Correct free() of string array C

Question

This may be a newbie fault, but I am greatful for any tips on what exactly I do wrong.

The code:

int main()
{
  int i =0;
  char ** nameslist;
  nameslist = malloc(5 * sizeof(char*));

  for (i=0; i <5; i++)
  {
      nameslist[i]=malloc((20+1)*sizeof(char));
  }

  nameslist[0]="John";
  nameslist[1]="Adam";
  nameslist[2]="Nick";
  nameslist[3]="Joe";
  nameslist[4]="Peter";

  for (i=0; i <5; i++)
  {
    free(nameslist[i]);
  }

  free(nameslist);
  return 0;
}

Using Valgrind, I still see that I have memory leaks in heap - how do I fix this issue?
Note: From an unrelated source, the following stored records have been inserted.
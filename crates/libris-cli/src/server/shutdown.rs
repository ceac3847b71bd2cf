//! Graceful shutdown signal handling.

use std::time::Duration;

use tokio::signal::ctrl_c;
#[cfg(unix)]
use tokio::signal::unix;

use crate::TRACING_TARGET_SERVER_SHUTDOWN;

/// Resolves on SIGINT (Ctrl+C) or, on Unix, SIGTERM.
pub async fn shutdown_signal(shutdown_timeout: Duration) {
    let ctrl_c = async {
        if let Err(e) = ctrl_c().await {
            tracing::error!(
                target: TRACING_TARGET_SERVER_SHUTDOWN,
                error = %e,
                "failed to install Ctrl+C handler"
            );
            std::future::pending::<()>().await;
        } else {
            tracing::info!(
                target: TRACING_TARGET_SERVER_SHUTDOWN,
                "received Ctrl+C signal"
            );
        }
    };

    #[cfg(unix)]
    let terminate = async {
        match unix::signal(unix::SignalKind::terminate()) {
            Ok(mut signal) => {
                signal.recv().await;
                tracing::info!(
                    target: TRACING_TARGET_SERVER_SHUTDOWN,
                    "received SIGTERM signal"
                );
            }
            Err(e) => {
                tracing::error!(
                    target: TRACING_TARGET_SERVER_SHUTDOWN,
                    error = %e,
                    "failed to install SIGTERM handler"
                );
                std::future::pending::<()>().await;
            }
        }
    };

    #[cfg(not(unix))]
    let terminate = std::future::pending::<()>();

    tokio::select! {
        () = ctrl_c => {},
        () = terminate => {},
    }

    tracing::info!(
        target: TRACING_TARGET_SERVER_SHUTDOWN,
        timeout_secs = shutdown_timeout.as_secs(),
        "graceful shutdown initiated"
    );
}
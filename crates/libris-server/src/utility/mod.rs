//! Utility modules for common functionality across the crate.

pub mod tracing_targets;
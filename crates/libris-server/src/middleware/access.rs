//! Access control: authentication followed by a rights check.
//!
//! A single middleware covers both steps. Each route group declares when it
//! needs an identity; the request method decides which right is checked.

use aide::axum::ApiRouter;
use axum::extract::{FromRequestParts, Request, State};
use axum::middleware::{Next, from_fn_with_state};
use axum::response::Response;

use crate::TRACING_TARGET_AUTHORIZATION;
use crate::extract::AuthState;
use crate::handler::{ErrorKind, Result};
use crate::service::{Action, RoleRightsExt, ServiceState};

/// When a route group requires an authenticated caller.
#[derive(Debug, Clone, Copy, PartialEq, Eq)]
pub enum IdentityRequirement {
    /// Every request must be authenticated.
    Always,
    /// Only `POST`, `PUT` and `DELETE` requests must be authenticated.
    MutatingOnly,
}

impl IdentityRequirement {
    /// Returns whether a request performing `action` needs an identity.
    #[must_use]
    pub const fn applies_to(self, action: Option<Action>) -> bool {
        match self {
            Self::Always => true,
            Self::MutatingOnly => action.is_some(),
        }
    }
}

/// State handed to [`enforce_access`].
#[derive(Debug, Clone)]
pub struct AccessGuard {
    state: ServiceState,
    requirement: IdentityRequirement,
}

impl AccessGuard {
    pub fn new(state: ServiceState, requirement: IdentityRequirement) -> Self {
        Self { state, requirement }
    }
}

/// Extension trait for [`ApiRouter`] to guard route groups.
pub trait RouterAccessExt<S> {
    /// Requires an identity per `requirement` and checks the caller's role
    /// against the action implied by the request method.
    ///
    /// Applied as a route layer, so unmatched paths still fall through to 404.
    fn with_access(self, state: ServiceState, requirement: IdentityRequirement) -> Self;
}

impl<S> RouterAccessExt<S> for ApiRouter<S>
where
    S: Clone + Send + Sync + 'static,
{
    fn with_access(self, state: ServiceState, requirement: IdentityRequirement) -> Self {
        let guard = AccessGuard::new(state, requirement);
        self.route_layer(from_fn_with_state(guard, enforce_access))
    }
}

/// Authenticates the caller when required and enforces role rights.
///
/// The resolved [`AuthState`] is cached in the request extensions for the
/// handler. Requests whose method implies no action pass without a check.
pub async fn enforce_access(
    State(guard): State<AccessGuard>,
    request: Request,
    next: Next,
) -> Result<Response> {
    let action = Action::from_method(request.method());
    if !guard.requirement.applies_to(action) {
        return Ok(next.run(request).await);
    }

    let (mut parts, body) = request.into_parts();
    let auth_state = AuthState::from_request_parts(&mut parts, &guard.state).await?;
    let request = Request::from_parts(parts, body);

    if let Some(action) = action {
        let role = auth_state.role();
        if !role.has_right(action) {
            tracing::warn!(
                target: TRACING_TARGET_AUTHORIZATION,
                user_id = auth_state.user().id,
                role = %role,
                action = %action,
                "access denied"
            );

            return Err(ErrorKind::Forbidden
                .with_resource("authorization")
                .with_context(format!("role {role} lacks the {action} right")));
        }

        tracing::debug!(
            target: TRACING_TARGET_AUTHORIZATION,
            user_id = auth_state.user().id,
            action = %action,
            "access granted"
        );
    }

    Ok(next.run(request).await)
}

#[cfg(test)]
mod tests {
    use super::*;

    #[test]
    fn requirement_by_action() {
        assert!(IdentityRequirement::Always.applies_to(None));
        assert!(IdentityRequirement::Always.applies_to(Some(Action::Update)));
        assert!(!IdentityRequirement::MutatingOnly.applies_to(None));
        assert!(IdentityRequirement::MutatingOnly.applies_to(Some(Action::Create)));
        assert!(IdentityRequirement::MutatingOnly.applies_to(Some(Action::Delete)));
    }
}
I suspect that I malloc too much space - but still, how do I go about freeing space I don't necesarrily use?

Thankful for any hints!

Answer 1

The problem is that when you write this:

nameslist[0]="John";

You're not actually using the memory you have allocated. "John" is itself a pointer and you're overwriting the adress returned by malloc with this new pointer.

Use the strncpy() function to copy the string into the memory you allocated.

Answer 2

Your malloc and free stuff is fine, but you are orphaning the original string when you try to do assignment like this:

nameslist[0]="John";

Instead you should use strcpy:

strcpy(nameslist[0], "John");